Wednesday, April 24, 2024

Helping Christi

 in January of 2007 we went for the 20 week ultrasound at a small imaging clinic in Taylor, Arizona. We were excited and the tech was silent. Expecting it was standard operating procedure, we waited for the doctor's read of it. The phone rang a few days later inviting us to visit a specialist 3 hours away in the Phoenix Valley to investigate "abnormalities." When we made the trip, the specialist brought us in, hypothesized about a defect called "holoprosencephaly" with an incredibly high mortality rate and suggested abortion. We caught our breath, asked if Deana was at risk, and refused. He transferred our care.

The next doctor gave us one of only two prognoses that we have ever received for Christi. He told us that while in the womb she was in a safe place, but whatever was going on in that head of hers would be too much for her to survive more than a few minutes to a few hours after birth. That was all we could expect. 

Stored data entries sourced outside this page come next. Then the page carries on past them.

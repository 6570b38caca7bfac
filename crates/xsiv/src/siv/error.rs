//! Error types for SIV operations

use thiserror::Error;

/// Errors from key schedule, seal, and open operations
#[derive(Debug, Clone, PartialEq, Eq, Error)]
pub enum SivError {
    /// Master secret has the wrong size for the selected key mode
    #[error("invalid key length: expected {expected}, got {actual}")]
    InvalidKeyLength {
        /// Length required by the key mode
        expected: usize,
        /// Length supplied by the caller
        actual: usize,
    },

    /// Ciphertext is shorter than the authentication tag
    #[error("malformed ciphertext: need at least {minimum} bytes, got {actual}")]
    MalformedCiphertext {
        /// Minimum ciphertext length (the tag size)
        minimum: usize,
        /// Actual ciphertext length
        actual: usize,
    },

    /// Caller-supplied output buffer has the wrong size
    #[error("invalid buffer length: expected {expected}, got {actual}")]
    InvalidBufferLength {
        /// Required buffer length
        expected: usize,
        /// Supplied buffer length
        actual: usize,
    },

    /// Tag mismatch: tampered ciphertext, wrong associated data, or wrong key
    #[error("authentication failed")]
    AuthenticationFailed,

    /// Underlying stream cipher or keyed hash rejected its parameters
    #[error("primitive error: {reason}")]
    Primitive {
        /// What the primitive rejected
        reason: String,
    },
}

impl SivError {
    /// Returns true if this error means the message must be rejected.
    ///
    /// Authentication failures are the expected outcome for forged input and
    /// are never retried with the same inputs.
    pub fn is_authentication_failure(&self) -> bool {
        matches!(self, Self::AuthenticationFailed)
    }

    /// Returns true if this error is a sizing mistake at the call site.
    pub fn is_caller_misuse(&self) -> bool {
        match self {
            Self::InvalidKeyLength { .. } => true,
            Self::MalformedCiphertext { .. } => true,
            Self::InvalidBufferLength { .. } => true,

            // Security event, not misuse
            Self::AuthenticationFailed => false,
            // Integration bug in the primitive pairing
            Self::Primitive { .. } => false,
        }
    }

    pub(crate) fn primitive(reason: impl Into<String>) -> Self {
        Self::Primitive { reason: reason.into() }
    }
}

Trusting that families are forever, we decided to loose no time building a relationship with our girl and began singing nightly to Deana's growing belly. "I am a Child of God" was the standard, and we hoped together for opportunities to lead guide and walk beside our sweet girl through whatever life held for her. 

March 29th was the scheduled C-section delivery. The pressure in her head had caused it to grow off the charts and she needed to come 2 months earlier than expected. We steeled ourselves, but were overjoyed to welcome our rather robust looking 4 lb 14 oz angel into the world. 

The doctors worked hard to stabilize her and then collect tests and samples to determine how they could best help. I followed - with a finger for her to hold and a familiar song on my lips. And when I sang it was powerfully clear - She knew me! She would quickly calm down and listen intently whatever was going on to hear our common plea that Heaven would lead us, guide us and help us find the way.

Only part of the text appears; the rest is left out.